_Instructions to follow_
Look through the entries below and extract exactly the lines from the one containing "use std::time::Duration;" through the one containing "Result<CodeVerification, DrawError>> + Send;", ends included.

_Records to use_
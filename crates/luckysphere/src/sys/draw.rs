use crate::sphere::{DrawOutcome, PrizeName, PrizeSpec};
use drawctl::DrawCode;
use parking_lot::{Mutex, RwLock};
use rand::rngs::StdRng;
use rand::{Rng, SeedableRng};
use serde::{Deserialize, Serialize};
use std::collections::HashMap;
use std::future::Future;
use std::time::Duration;
use thiserror::Error;

#[derive(Debug, Error, Clone, PartialEq, Eq)]
pub enum DrawError {
    #[error("Please enter a code")]
    EmptyCode,
    #[error("Invalid code or error occurred: {0}")]
    Failed(String),
    #[error("Code '{0}' has already been used")]
    AlreadyUsed(DrawCode),
    #[error("Invalid or unused code")]
    UnknownCode,
}

/// What the draw service remembers about a redeemed code.
#[derive(Debug, Clone, PartialEq, Serialize, Deserialize)]
#[serde(rename_all = "camelCase")]
pub struct CodeVerification {
    pub is_winner: bool,
    #[serde(default)]
    pub prize_name: Option<PrizeName>,
    #[serde(default)]
    pub prize_description: Option<String>,
    #[serde(default)]
    pub prize_image: Option<String>,
    #[serde(default)]
    pub message: Option<String>,
}

/// Whoever decides the result of a code. Failures are reported, never retried here.
pub trait DrawService: Send + Sync + 'static {
    fn request_draw(
        &self,
        code: DrawCode,
    ) -> impl Future<Output = Result<DrawOutcome, DrawError>> + Send;

    /// Looks up a code that was already redeemed.
    fn verify_code(
        &self,
        code: DrawCode,
    ) -> impl Future<Output = Result<CodeVerification, DrawError>> + Send;

    fn catalog_changed(&self, _catalog: &[PrizeSpec]) {}
}

#[derive(Debug, Clone, PartialEq, Serialize, Deserialize)]
#[serde(default)]
pub struct DrawSettings {
    pub latency_ms: u64,
    pub win_probability: f64,
}

impl Default for DrawSettings {
    fn default() -> Self {
        Self {
            latency_ms: 500,
            win_probability: 1.0,
        }
    }
}

impl DrawSettings {
    pub fn latency(&self) -> Duration {
        Duration::from_millis(self.latency_ms)
    }

    fn clamped_probability(&self) -> f64 {
        if self.win_probability.is_nan() {
            0.0
        } else {
            self.win_probability.clamp(0.0, 1.0)
        }
    }
}

/// Offline stand-in for a real draw backend: waits a moment, then picks a random prize.
/// Each code can be redeemed once and verified afterwards.
pub struct SimulatedDraw {
    settings: DrawSettings,
    prizes: RwLock<Vec<PrizeSpec>>,
    redeemed: Mutex<HashMap<DrawCode, DrawOutcome>>,
    rng: Mutex<StdRng>,
}

impl SimulatedDraw {
    pub fn new(catalog: &[PrizeSpec], settings: DrawSettings) -> Self {
        Self::with_rng(catalog, settings, StdRng::from_entropy())
    }

    pub fn with_rng(catalog: &[PrizeSpec], settings: DrawSettings, rng: StdRng) -> Self {
        Self {
            settings,
            prizes: RwLock::new(catalog.to_vec()),
            redeemed: Mutex::new(HashMap::new()),
            rng: Mutex::new(rng),
        }
    }

    fn roll(&self) -> DrawOutcome {
        let prizes = self.prizes.read();
        let mut rng = self.rng.lock();

        let wins = !prizes.is_empty() && rng.gen_bool(self.settings.clamped_probability());
        if wins {
            let prize_id = prizes[rng.gen_range(0..prizes.len())].id.clone();
            DrawOutcome {
                message: Some("Congratulations! You've won a prize!".to_string()),
                ..DrawOutcome::winner(prize_id)
            }
        } else {
            DrawOutcome {
                message: Some("Better luck next time!".to_string()),
                ..DrawOutcome::no_win()
            }
        }
    }

    fn describe(&self, outcome: &DrawOutcome) -> CodeVerification {
        let prizes = self.prizes.read();
        let prize = outcome
            .prize_id
            .as_ref()
            .filter(|_| outcome.is_winner)
            .and_then(|id| prizes.iter().find(|p| p.id.matches(id)));

        let message = if outcome.is_winner {
            "Valid prize code"
        } else {
            "This code did not win a prize"
        };

        CodeVerification {
            is_winner: outcome.is_winner,
            prize_name: prize.map(|p| p.name.clone()),
            prize_description: prize
                .map(|p| p.description.clone())
                .filter(|d| !d.is_empty()),
            prize_image: prize.and_then(|p| p.image.clone()),
            message: Some(message.to_string()),
        }
    }
}

impl DrawService for SimulatedDraw {
    async fn request_draw(&self, code: DrawCode) -> Result<DrawOutcome, DrawError> {
        if code.is_blank() {
            return Err(DrawError::EmptyCode);
        }

        tokio::time::sleep(self.settings.latency()).await;

        let mut redeemed = self.redeemed.lock();
        if redeemed.contains_key(&code) {
            return Err(DrawError::AlreadyUsed(code));
        }

        let outcome = self.roll();
        log::debug!("Simulated draw for '{}': {:?}", code, outcome);
        redeemed.insert(code, outcome.clone());
        Ok(outcome)
    }

    async fn verify_code(&self, code: DrawCode) -> Result<CodeVerification, DrawError> {
        if code.is_blank() {
            return Err(DrawError::EmptyCode);
        }

        tokio::time::sleep(self.settings.latency()).await;

        let outcome = self.redeemed.lock().get(&code).cloned();
        outcome
            .map(|outcome| self.describe(&outcome))
            .ok_or(DrawError::UnknownCode)
    }

    fn catalog_changed(&self, catalog: &[PrizeSpec]) {
        *self.prizes.write() = catalog.to_vec();
    }
}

_Completed task_
use std::time::Duration;
use thiserror::Error;

#[derive(Debug, Error, Clone, PartialEq, Eq)]
pub enum DrawError {
    #[error("Please enter a code")]
    EmptyCode,
    #[error("Invalid code or error occurred: {0}")]
    Failed(String),
    #[error("Code '{0}' has already been used")]
    AlreadyUsed(DrawCode),
    #[error("Invalid or unused code")]
    UnknownCode,
}

/// What the draw service remembers about a redeemed code.
#[derive(Debug, Clone, PartialEq, Serialize, Deserialize)]
#[serde(rename_all = "camelCase")]
pub struct CodeVerification {
    pub is_winner: bool,
    #[serde(default)]
    pub prize_name: Option<PrizeName>,
    #[serde(default)]
    pub prize_description: Option<String>,
    #[serde(default)]
    pub prize_image: Option<String>,
    #[serde(default)]
    pub message: Option<String>,
}

/// Whoever decides the result of a code. Failures are reported, never retried here.
pub trait DrawService: Send + Sync + 'static {
    fn request_draw(
        &self,
        code: DrawCode,
    ) -> impl Future<Output = Result<DrawOutcome, DrawError>> + Send;

    /// Looks up a code that was already redeemed.
    fn verify_code(
        &self,
        code: DrawCode,
    ) -> impl Future<Output = Result<CodeVerification, DrawError>> + Send;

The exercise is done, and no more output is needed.